Em resumo, a regulação dos criptoativos pelo Banco Central é um passo importante para a consolidação desse mercado no Brasil. A regulação adequada visa equilibrar a inovação tecnológica com a proteção dos consumidores e a estabilidade financeira, tornando o ambiente de negócios mais seguro e propício para o desenvolvimento dessa classe promissora de ativos financeiros virtuais. A regulamentação busca garantir que os criptoativos possam contribuir de forma positiva para a economia brasileira e o bem-estar dos cidadãos, impulsionando o país em direção a uma economia mais digital e inclusiva.
Referências:
Banco Central prepara Consultas Públicas sobre regulamentação de criptoativos:
https://www.bcb.gov.br/detalhenoticia/705/noticia
Decreto nº 11.563, de 13 de junho de 2023:
Relatório de Economia Bancária 2022:
https://www.bcb.gov.br/content/publicacoes/relatorioeconomiabancaria/reb2022p.pdf
[1]https://www.planalto.gov.br/ccivil_03/_Ato2023-2026/2023/Decreto/D11563.htm?utm_source=akna&utm_medium=email&utm_campaign=Banco-Central-prepara-Consultas-Publicas-sobre-regulamentacao-de-criptoativos
[2] A tecnologia de contabilidade distribuída é usada em criptomoedas como bitcoin. DLT é usado para manter um banco de dados de todas as transações que estão acontecendo em um mercado e permitir que elas sejam vistas simultaneamente por todos os participantes.

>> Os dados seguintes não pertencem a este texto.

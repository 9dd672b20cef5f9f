//! [`Password`] and its one-way [`PasswordHash`].

use std::str::FromStr;

use argon2::{
    password_hash::{
        self, rand_core::OsRng, PasswordHasher as _, PasswordVerifier as _,
        SaltString,
    },
    Algorithm, Argon2, Params, Version,
};
use derive_more::{Display, Error, From};
#[cfg(feature = "postgres")]
use postgres_types::{FromSql, ToSql};
use secrecy::{zeroize::Zeroize, CloneableSecret, ExposeSecret as _, SecretBox};
use serde::Deserialize;
use tokio::task;

/// Password of a [`User`].
///
/// [`User`]: super::User
#[derive(Clone, Debug, Deserialize, Eq, PartialEq)]
#[serde(try_from = "String")]
pub struct Password(String);

impl Password {
    /// Minimal length of a [`Password`] in bytes.
    pub const MIN_LEN: usize = 6;

    /// Maximal length of a [`Password`] in bytes.
    pub const MAX_LEN: usize = 128;

    /// Creates a new [`Password`] if the given `password` is valid.
    #[must_use]
    pub fn new(password: impl Into<String>) -> Option<Self> {
        let password = password.into();
        Self::check(&password).then_some(Self(password))
    }

    /// Checks whether the given `password` is a valid [`Password`].
    fn check(password: impl AsRef<str>) -> bool {
        let len = password.as_ref().len();
        (Self::MIN_LEN..=Self::MAX_LEN).contains(&len)
    }
}

impl FromStr for Password {
    type Err = &'static str;

    fn from_str(s: &str) -> Result<Self, Self::Err> {
        Self::new(s).ok_or("invalid `Password`")
    }
}

impl TryFrom<String> for Password {
    type Error = &'static str;

    fn try_from(s: String) -> Result<Self, Self::Error> {
        Self::new(s).ok_or("invalid `Password`")
    }
}

impl CloneableSecret for Password {}
impl Zeroize for Password {
    fn zeroize(&mut self) {
        self.0.zeroize();
    }
}

/// Argon2id digest of a [`Password`] in the [PHC string format].
///
/// [PHC string format]: https://github.com/P-H-C/phc-string-format
#[derive(Clone, Debug, Display, Eq, PartialEq)]
#[cfg_attr(feature = "postgres", derive(FromSql, ToSql), postgres(transparent))]
pub struct PasswordHash(String);

impl PasswordHash {
    /// Fixed work factor of the hashing: 19 MiB of memory, 2 iterations,
    /// 1 degree of parallelism.
    const PARAMS: Params = Params::DEFAULT;

    /// Returns the hasher used for producing new [`PasswordHash`]es.
    fn hasher() -> Argon2<'static> {
        Argon2::new(Algorithm::Argon2id, Version::V0x13, Self::PARAMS)
    }

    /// Hashes the provided [`Password`] with a random salt.
    ///
    /// Hashing is CPU-intensive, so prefer
    /// [`PasswordHash::new_blocking()`] in asynchronous code.
    ///
    /// # Errors
    ///
    /// If the hasher fails to produce a digest, which may only happen on
    /// entropy or allocation failure.
    pub fn new(password: &Password) -> Result<Self, HashingError> {
        let salt = SaltString::generate(&mut OsRng);
        Self::hasher()
            .hash_password(password.0.as_bytes(), &salt)
            .map(|hash| Self(hash.to_string()))
            .map_err(HashingError::Argon2)
    }

    /// Same as [`PasswordHash::new()`], but runs on a blocking thread pool.
    ///
    /// # Errors
    ///
    /// See [`PasswordHash::new()`].
    pub async fn new_blocking(
        password: SecretBox<Password>,
    ) -> Result<Self, HashingError> {
        task::spawn_blocking(move || Self::new(password.expose_secret()))
            .await?
    }

    /// Checks whether the provided [`Password`] matches this [`PasswordHash`].
    ///
    /// Returns `false` on mismatch. Digests are compared in constant time.
    ///
    /// # Errors
    ///
    /// If this [`PasswordHash`] is not a valid Argon2 PHC string.
    pub fn verify(&self, password: &Password) -> Result<bool, HashingError> {
        let parsed = password_hash::PasswordHash::new(&self.0)
            .map_err(HashingError::Malformed)?;
        match Argon2::default().verify_password(password.0.as_bytes(), &parsed)
        {
            Ok(()) => Ok(true),
            Err(password_hash::Error::Password) => Ok(false),
            Err(e) => Err(HashingError::Malformed(e)),
        }
    }

    /// Same as [`PasswordHash::verify()`], but runs on a blocking thread
    /// pool.
    ///
    /// # Errors
    ///
    /// See [`PasswordHash::verify()`].
    pub async fn verify_blocking(
        &self,
        password: SecretBox<Password>,
    ) -> Result<bool, HashingError> {
        let this = self.clone();
        task::spawn_blocking(move || this.verify(password.expose_secret()))
            .await?
    }
}

/// Error of computing or verifying a [`PasswordHash`].
#[derive(Debug, Display, Error, From)]
pub enum HashingError {
    /// Argon2 failed to produce a digest.
    #[display("Failed to hash password: {_0}")]
    #[from(ignore)]
    Argon2(#[error(not(source))] password_hash::Error),

    /// Stored digest is not a valid PHC string.
    #[display("Malformed password hash: {_0}")]
    #[from(ignore)]
    Malformed(#[error(not(source))] password_hash::Error),

    /// Blocking hashing task has been aborted.
    #[display("Password hashing task aborted: {_0}")]
    Aborted(task::JoinError),
}

#[cfg(test)]
mod spec {
    use secrecy::SecretBox;

    use super::{HashingError, Password, PasswordHash};

    fn password(s: &str) -> Password {
        Password::new(s).unwrap()
    }

    #[test]
    fn validates_length() {
        assert!(Password::new("12345").is_none());
        assert!(Password::new("123456").is_some());
        assert!(Password::new("x".repeat(Password::MAX_LEN)).is_some());
        assert!(Password::new("x".repeat(Password::MAX_LEN + 1)).is_none());
    }

    #[test]
    fn verifies_same_password() {
        let hash = PasswordHash::new(&password("secret1")).unwrap();

        assert!(hash.verify(&password("secret1")).unwrap());
        assert!(!hash.verify(&password("secret2")).unwrap());
        assert!(!hash.verify(&password("Secret1")).unwrap());
    }

    #[test]
    fn salts_every_hash() {
        let first = PasswordHash::new(&password("secret1")).unwrap();
        let second = PasswordHash::new(&password("secret1")).unwrap();

        assert_ne!(first, second);
        assert!(first.verify(&password("secret1")).unwrap());
        assert!(second.verify(&password("secret1")).unwrap());
    }

    #[test]
    fn uses_argon2id() {
        let hash = PasswordHash::new(&password("secret1")).unwrap();

        assert!(hash.to_string().starts_with("$argon2id$v=19$"));
    }

    #[test]
    fn errors_on_malformed_hash() {
        let hash = PasswordHash("not a phc string".into());

        assert!(matches!(
            hash.verify(&password("secret1")),
            Err(HashingError::Malformed(_)),
        ));
    }

    #[tokio::test]
    async fn hashes_on_blocking_pool() {
        let hash = PasswordHash::new_blocking(SecretBox::init_with(|| {
            password("secret1")
        }))
        .await
        .unwrap();

        assert!(hash
            .verify_blocking(SecretBox::init_with(|| password("secret1")))
            .await
            .unwrap());
        assert!(!hash
            .verify_blocking(SecretBox::init_with(|| password("nope-nope")))
            .await
            .unwrap());
    }
}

[3] Blockchain pode ser traduzida como corrente de blocos. De uma forma simples, trata-se de uma tecnologia que agrupa um conjunto de informações que se conectam por meio de criptografia. Assim, transações financeiras e outras operações podem ser feitas de forma segura.
[4] https://www.bcb.gov.br/content/publicacoes/relatorioeconomiabancaria/reb2022p.pdf
[5] Tokenizar um bem ou serviço nada mais é do reproduzir de forma digital esse produto – seja a ação de uma empresa, um título de dívida, obra de arte etc -, conferindo benefícios, valor e características originais associados a ele, inscrito em uma determinada rede blockchain.